First, show the internal conflict. Being good is not easy, despite prevalent opinion. It takes real strength to take the harder, better path as opposed to the easy, dishonorable one. It's especially dramatic to make your hero chaste, especially when he is really, really attracted to the heroine. Maybe it's gratifying to have the pair of them tumble before he puts a ring on her finger...but it's nowhere near as dramatic as letting them wait until it's cemented. Especially if they mean it when they say 'until death do us part'. That's hard. And it's very impressive.
Second, don't be afraid to make your good guy strong. Being good doesn't mean being weak--and it shouldn't. He can be a paragon of virtue, gentle of speech, willing to help out just about anyone, and still be able to trash any number of attackers. In fact, that's a more exciting thing. You expect the tough, mean, trash-talker to be a butt-buster. You don't necessarily expect it of the refined gentleman--so when the refined one turns around and annihilates the attacking enemies, there's a lot more drama, and the interest in him is heightened.

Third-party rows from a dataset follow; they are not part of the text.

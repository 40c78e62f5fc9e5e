//! Chat WebSocket handler

use std::sync::Arc;

use async_trait::async_trait;
use axum::{
    extract::{
        ws::{Message, WebSocket, WebSocketUpgrade},
        Path, State,
    },
    response::Response,
    Extension,
};
use futures_util::{
    stream::{SplitSink, SplitStream},
    SinkExt, StreamExt,
};
use tracing::{info, warn};

use sendiz_chats::{run_session, FrameSink, FrameSource, InboundFrame, Payload, TransportError};

use crate::error::GatewayResult;
use crate::middleware::UserId;
use crate::state::GatewayState;

/// Upgrade to a live session once membership has been confirmed.
///
/// The session is registered with the hub only after the handshake
/// completes.
pub async fn chat_websocket_handler(
    ws: WebSocketUpgrade,
    Path(chat_id): Path<i64>,
    State(state): State<Arc<GatewayState>>,
    Extension(UserId(user_id)): Extension<UserId>,
) -> GatewayResult<Response> {
    state.engine.authorize(chat_id, user_id).await?;
    let engine = state.engine.clone();

    Ok(ws.on_upgrade(move |socket| async move {
        let connection = match engine.connect(chat_id, user_id).await {
            Ok(connection) => connection,
            Err(err) => {
                warn!(chat_id, user_id, error = %err, "session refused after upgrade");
                let (mut sender, _) = socket.split();
                let _ = sender.close().await;
                return;
            }
        };

        let session_id = connection.session_id();
        let (sender, receiver) = socket.split();
        let reason = run_session(
            engine,
            connection,
            WebSocketSource(receiver),
            WebSocketSink(sender),
        )
        .await;
        info!(%session_id, chat_id, user_id, %reason, "websocket closed");
    }))
}

pub struct WebSocketSource(pub SplitStream<WebSocket>);

#[async_trait]
impl FrameSource for WebSocketSource {
    async fn next_frame(&mut self) -> Option<Result<InboundFrame, TransportError>> {
        let message = self.0.next().await?;
        Some(match message {
            Ok(Message::Text(text)) => Ok(InboundFrame::Text(text)),
            Ok(Message::Close(_)) => Ok(InboundFrame::Close),
            Ok(_) => Ok(InboundFrame::Other),
            Err(err) => Err(TransportError(err.to_string())),
        })
    }
}

pub struct WebSocketSink(pub SplitSink<WebSocket, Message>);

#[async_trait]
impl FrameSink for WebSocketSink {
    async fn send_text(&mut self, payload: Payload) -> Result<(), TransportError> {
        self.0
            .send(Message::Text(payload.to_string()))
            .await
            .map_err(|err| TransportError(err.to_string()))
    }

    async fn close(&mut self) -> Result<(), TransportError> {
        self.0
            .close()
            .await
            .map_err(|err| TransportError(err.to_string()))
    }
}
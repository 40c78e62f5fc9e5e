//! # Sendiz Gateway Crate
//!
//! HTTP and WebSocket surface for the chat delivery engine.
//!
//! ## Architecture
//!
//! - **REST**: message submit, history, edit and delete under `/api/v1`
//! - **WebSocket**: live sessions at `/api/v1/chats/:chat_id/ws`
//! - **State**: the shared `ChatEngine` plus the token verifier
//! - **Middleware**: bearer authentication, CORS and request logging
//!
//! ## Usage
//!
//! ```rust,ignore
//! use sendiz_gateway::{create_router, GatewayState};
//!
//! let state = GatewayState::from_config(engine, &config)?;
//! let app = create_router(state);
//!
//! let listener = tokio::net::TcpListener::bind("0.0.0.0:8080").await?;
//! axum::serve(listener, app).await?;
//! ```

pub mod auth;
pub mod error;
pub mod middleware;
pub mod rest;
pub mod state;
pub mod websocket;

pub use auth::JwtVerifier;
pub use error::{GatewayError, GatewayResult};
pub use middleware::{auth_middleware, UserId};
pub use state::GatewayState;

use std::sync::Arc;

use axum::{middleware as axum_middleware, routing::get, Router};

/// Create the main application router with all routes
pub fn create_router(state: GatewayState) -> Router {
    let cors = middleware::create_cors_layer(&state.allowed_origins);
    let arc_state = Arc::new(state);

    let api = Router::new()
        .merge(rest::create_rest_routes())
        .merge(websocket::create_websocket_routes())
        .route_layer(axum_middleware::from_fn_with_state(
            arc_state.clone(),
            middleware::auth_middleware,
        ))
        .with_state(arc_state);

    Router::new()
        .route("/ping", get(rest::health::ping))
        .nest("/api/v1", api)
        .layer(cors)
        .layer(axum_middleware::from_fn(middleware::logging_middleware))
}
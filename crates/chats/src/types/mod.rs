//! Shared types for the chat delivery layer.

pub mod errors;
pub mod events;

pub use errors::{ChatError, ChatResult};
pub use events::{ClientEvent, ServerEvent};
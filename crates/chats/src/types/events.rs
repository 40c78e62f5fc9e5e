//! Wire events exchanged with live sessions.

use serde::{Deserialize, Serialize};
use uuid::Uuid;

use sendiz_database::{Message, NewAttachment};

/// Frames a client may send over an open session.
#[derive(Debug, Clone, Serialize, Deserialize)]
#[serde(tag = "type", rename_all = "snake_case")]
pub enum ClientEvent {
    Ping,
    SendMessage {
        /// Echoed back in the `ack` so the client can match it to its draft.
        #[serde(default)]
        client_ref: Option<String>,
        #[serde(default)]
        text: String,
        #[serde(default)]
        reply_to: Option<i64>,
        #[serde(default)]
        attachments: Vec<NewAttachment>,
    },
}

/// Frames the server pushes to a session.
#[derive(Debug, Clone, Serialize, Deserialize)]
#[serde(tag = "type", rename_all = "snake_case")]
pub enum ServerEvent {
    Hello {
        session_id: Uuid,
        chat_id: i64,
    },
    Pong,
    Ack {
        client_ref: Option<String>,
        message_id: i64,
    },
    Error {
        code: String,
        message: String,
    },
    MessageCreated {
        message: Message,
    },
    MessageEdited {
        message: Message,
    },
    MessageDeleted {
        chat_id: i64,
        message_id: i64,
    },
}

impl ServerEvent {
    pub fn error(code: impl Into<String>, message: impl Into<String>) -> Self {
        Self::Error {
            code: code.into(),
            message: message.into(),
        }
    }

    pub fn to_payload(&self) -> serde_json::Result<std::sync::Arc<str>> {
        serde_json::to_string(self).map(Into::into)
    }
}
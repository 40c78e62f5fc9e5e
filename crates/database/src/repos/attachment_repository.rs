//! Repository for attachment data access operations.

use crate::entities::{Attachment, AttachmentKind};
use crate::types::{DatabaseError, DatabaseResult};
use sqlx::{Row, SqliteConnection, SqlitePool};

/// Repository for attachment database operations
#[derive(Clone)]
pub struct AttachmentRepository {
    pool: SqlitePool,
}

impl AttachmentRepository {
    pub fn new(pool: SqlitePool) -> Self {
        Self { pool }
    }

    /// Find all attachments for a message, in submitted order
    pub async fn find_by_message_id(&self, message_id: i64) -> DatabaseResult<Vec<Attachment>> {
        let mut conn = self.pool.acquire().await?;
        attachments_in(&mut *conn, message_id).await
    }
}

/// Attachments of `message_id` read on `conn`, so callers can share a transaction.
pub(crate) async fn attachments_in(
    conn: &mut SqliteConnection,
    message_id: i64,
) -> DatabaseResult<Vec<Attachment>> {
    let rows = sqlx::query(
        "SELECT id, message_id, position, kind, link
         FROM attachments WHERE message_id = ? ORDER BY position ASC",
    )
    .bind(message_id)
    .fetch_all(&mut *conn)
    .await?;

    rows.into_iter()
        .map(|row| -> DatabaseResult<Attachment> {
            let kind: String = row.try_get("kind")?;
            let kind = kind
                .parse::<AttachmentKind>()
                .map_err(|e| DatabaseError::QueryError(e.to_string()))?;

            Ok(Attachment {
                id: row.try_get("id")?,
                message_id: row.try_get("message_id")?,
                position: row.try_get("position")?,
                kind,
                link: row.try_get("link")?,
            })
        })
        .collect()
}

Third...don't make things easy. He has to fight. He has to struggle. Whether he is struggling with temptation or with external enemies, with his place in society or just to survive, it cannot be easy for him. He must fight to get the girl. Do not, for heaven's sake, make her just fall for him. Don't make your heroine a spineless dishrag who falls for the first beautiful face she sees. He must pursue her, even if she is interested in him right off. He must struggle to win her heart and her hand.
He must also struggle for his place. The old fairy tales are actually a great thing to look at for examples of this: while they may end, "They lived happily ever after", the prince and princess never have an easy path to get to where they are. They have to fight. They have to struggle. Sometimes, they nearly die--and in several stories I've read, they do die and have to be brought back to life!
And finally, don't be afraid to make your character truly good, for fear he won't be popular. Yes, the brooding bad-boys have large fan bases. But so do the stalwart gentlemen. And they're usually the ones worth having.